Harga gas industri naik bertahap
A
A
A
Sindonews.com - Pemerintah akhirnya resmi menunda kenaikan harga gas yang diterapkan PT Perusahaan Gas Negara Tbk (PGN) dan selanjutnya memberlakukan kenaikan harga secara bertahap dengan besaran 35 persen dan 15 persen. Kenaikan bertahap rencananya akan dimulai pada September yang kemudian akan dilanjutkan pada April 2013
“Kenaikan ini juga tidak terjadi sekali, tapi dua kali. Kenaikan pertama sesudah Lebaran atau pada 1 September 2012 dan kenaikan kedua pada 1 April 2013 mendatang,” ujar Menteri Energi Sumber Daya Mineral (ESDM) Jero Wacik dalam jumpa pers di kantor Kepresidenan, Jakarta, kemarin.

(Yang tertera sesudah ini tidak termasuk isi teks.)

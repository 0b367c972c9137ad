#![forbid(unsafe_code)]

//! XPath 1.0 tokenizer.
//!
//! Applies the lexical disambiguation rules of XPath 1.0 section 3.7: a `*`
//! or NCName following anything other than `@`, `::`, `(`, `[`, `,` or an
//! operator is an operator (`*`, `and`, `or`, `mod`, `div`); an NCName
//! followed by `(` is a function name or node type; an NCName followed by
//! `::` is an axis name.

use domsig_core::Error;

#[derive(Debug, Clone, PartialEq)]
pub enum Token {
    LParen,
    RParen,
    LBracket,
    RBracket,
    Dot,
    DotDot,
    At,
    Comma,
    ColonColon,
    Slash,
    DoubleSlash,
    Pipe,
    Plus,
    Minus,
    Eq,
    Neq,
    Lt,
    Le,
    Gt,
    Ge,
    And,
    Or,
    Mod,
    Div,
    Multiply,
    Literal(String),
    Number(f64),
    /// `*`, `prefix:*` or a QName used as a name test.
    Name(NameToken),
    FunctionName(String),
    NodeType(String),
    AxisName(String),
    Variable(String),
}

#[derive(Debug, Clone, PartialEq, Eq)]
pub enum NameToken {
    Any,
    NamespaceAny(String),
    QName { prefix: Option<String>, local: String },
}

impl Token {
    /// Whether a following `*` or NCName must be read as a name test.
    fn expects_operand(&self) -> bool {
        matches!(
            self,
            Token::At
                | Token::ColonColon
                | Token::LParen
                | Token::LBracket
                | Token::Comma
                | Token::Slash
                | Token::DoubleSlash
                | Token::Pipe
                | Token::Plus
                | Token::Minus
                | Token::Eq
                | Token::Neq
                | Token::Lt
                | Token::Le
                | Token::Gt
                | Token::Ge
                | Token::And
                | Token::Or
                | Token::Mod
                | Token::Div
                | Token::Multiply
        )
    }
}

pub fn tokenize(input: &str) -> Result<Vec<Token>, Error> {
    let chars: Vec<char> = input.chars().collect();
    let mut tokens: Vec<Token> = Vec::new();
    let mut i = 0;

    while i < chars.len() {
        let c = chars[i];
        if c.is_whitespace() {
            i += 1;
            continue;
        }
        let operand_expected = tokens.last().map_or(true, Token::expects_operand);

        let token = match c {
            '(' => {
                i += 1;
                Token::LParen
            }
            ')' => {
                i += 1;
                Token::RParen
            }
            '[' => {
                i += 1;
                Token::LBracket
            }
            ']' => {
                i += 1;
                Token::RBracket
            }
            '@' => {
                i += 1;
                Token::At
            }
            ',' => {
                i += 1;
                Token::Comma
            }
            '|' => {
                i += 1;
                Token::Pipe
            }
            '+' => {
                i += 1;
                Token::Plus
            }
            '-' => {
                i += 1;
                Token::Minus
            }
            '=' => {
                i += 1;
                Token::Eq
            }
            '!' if chars.get(i + 1) == Some(&'=') => {
                i += 2;
                Token::Neq
            }
            '<' => {
                if chars.get(i + 1) == Some(&'=') {
                    i += 2;
                    Token::Le
                } else {
                    i += 1;
                    Token::Lt
                }
            }
            '>' => {
                if chars.get(i + 1) == Some(&'=') {
                    i += 2;
                    Token::Ge
                } else {
                    i += 1;
                    Token::Gt
                }
            }
            '/' => {
                if chars.get(i + 1) == Some(&'/') {
                    i += 2;
                    Token::DoubleSlash
                } else {
                    i += 1;
                    Token::Slash
                }
            }
            ':' if chars.get(i + 1) == Some(&':') => {
                i += 2;
                Token::ColonColon
            }
            '.' => {
                if chars.get(i + 1) == Some(&'.') {
                    i += 2;
                    Token::DotDot
                } else if chars.get(i + 1).is_some_and(|d| d.is_ascii_digit()) {
                    let (num, next) = read_number(&chars, i);
                    i = next;
                    Token::Number(num)
                } else {
                    i += 1;
                    Token::Dot
                }
            }
            '"' | '\'' => {
                let quote = c;
                let start = i + 1;
                let end = chars[start..]
                    .iter()
                    .position(|ch| *ch == quote)
                    .map(|p| start + p)
                    .ok_or_else(|| Error::XPath(format!("unterminated literal in {input:?}")))?;
                i = end + 1;
                Token::Literal(chars[start..end].iter().collect())
            }
            '$' => {
                let (name, next) = read_ncname(&chars, i + 1);
                if name.is_empty() {
                    return Err(Error::XPath("empty variable name".into()));
                }
                i = next;
                Token::Variable(name)
            }
            '*' => {
                i += 1;
                if operand_expected {
                    Token::Name(NameToken::Any)
                } else {
                    Token::Multiply
                }
            }
            d if d.is_ascii_digit() => {
                let (num, next) = read_number(&chars, i);
                i = next;
                Token::Number(num)
            }
            n if is_name_start(n) => {
                let (name, next) = read_ncname(&chars, i);
                i = next;
                if !operand_expected {
                    match name.as_str() {
                        "and" => Token::And,
                        "or" => Token::Or,
                        "mod" => Token::Mod,
                        "div" => Token::Div,
                        other => {
                            return Err(Error::XPath(format!(
                                "unexpected name {other:?} in {input:?}"
                            )))
                        }
                    }
                } else {
                    read_name_token(&chars, &mut i, name)
                }
            }
            other => {
                return Err(Error::XPath(format!(
                    "unexpected character {other:?} in {input:?}"
                )))
            }
        };
        tokens.push(token);
    }
    Ok(tokens)
}

/// Classify an NCName in operand position: axis, function, node type or name test.
fn read_name_token(chars: &[char], i: &mut usize, name: String) -> Token {
    let after = skip_ws(chars, *i);
    if chars.get(after) == Some(&':') && chars.get(after + 1) == Some(&':') {
        return Token::AxisName(name);
    }
    // QName or prefix:* (no whitespace allowed around the colon).
    if chars.get(*i) == Some(&':') && chars.get(*i + 1) != Some(&':') {
        if chars.get(*i + 1) == Some(&'*') {
            *i += 2;
            return Token::Name(NameToken::NamespaceAny(name));
        }
        let (local, next) = read_ncname(chars, *i + 1);
        if !local.is_empty() {
            *i = next;
            let after = skip_ws(chars, *i);
            if chars.get(after) == Some(&'(') {
                return Token::FunctionName(format!("{name}:{local}"));
            }
            return Token::Name(NameToken::QName {
                prefix: Some(name),
                local,
            });
        }
    }
    let after = skip_ws(chars, *i);
    if chars.get(after) == Some(&'(') {
        return match name.as_str() {
            "comment" | "text" | "processing-instruction" | "node" => Token::NodeType(name),
            _ => Token::FunctionName(name),
        };
    }
    Token::Name(NameToken::QName {
        prefix: None,
        local: name,
    })
}

fn skip_ws(chars: &[char], mut i: usize) -> usize {
    while chars.get(i).is_some_and(|c| c.is_whitespace()) {
        i += 1;
    }
    i
}

fn is_name_start(c: char) -> bool {
    c.is_alphabetic() || c == '_'
}

fn is_name_char(c: char) -> bool {
    c.is_alphanumeric() || c == '_' || c == '-' || c == '.'
}

fn read_ncname(chars: &[char], start: usize) -> (String, usize) {
    let mut i = start;
    if !chars.get(i).is_some_and(|c| is_name_start(*c)) {
        return (String::new(), start);
    }
    while chars.get(i).is_some_and(|c| is_name_char(*c)) {
        i += 1;
    }
    (chars[start..i].iter().collect(), i)
}

fn read_number(chars: &[char], start: usize) -> (f64, usize) {
    let mut i = start;
    while chars.get(i).is_some_and(|c| c.is_ascii_digit()) {
        i += 1;
    }
    if chars.get(i) == Some(&'.') {
        i += 1;
        while chars.get(i).is_some_and(|c| c.is_ascii_digit()) {
            i += 1;
        }
    }
    let text: String = chars[start..i].iter().collect();
    (text.parse().unwrap_or(f64::NAN), i)
}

Jero menjelaskan, kenaikan tahap pertama pada 1 September ditetapkan sebesar 35 persen. Kemudian, pada tahap kedua 1 April 2013, kenaikan gas ditetapkan sebesar 15 persen. Jero mengatakan, PGN akan segera menindaklanjuti keputusan itu supaya kinerja industri nasional tidak akan terganggu.
Seperti diketahui, sebelumnya PGN menetapkan harga gas baru untuk pelanggan industri di Banten, Jakarta, dan Jawa Barat mencapai USD10,2 per MMBTU. Revisi atas kenaikan harga gas tersebut merupakan respons pemerintah atas keberatan sejumlah industri, utamanya di sektor makanan dan minuman, tekstil, baja, dan keramik. Kenaikan harga gas yang ditetapkan PGN sebesar 55 persen dinilai terlalu tinggi dan tidak diikuti dengan kualitas layanan yang setara, khususnya jaminan pasokan bagi industri.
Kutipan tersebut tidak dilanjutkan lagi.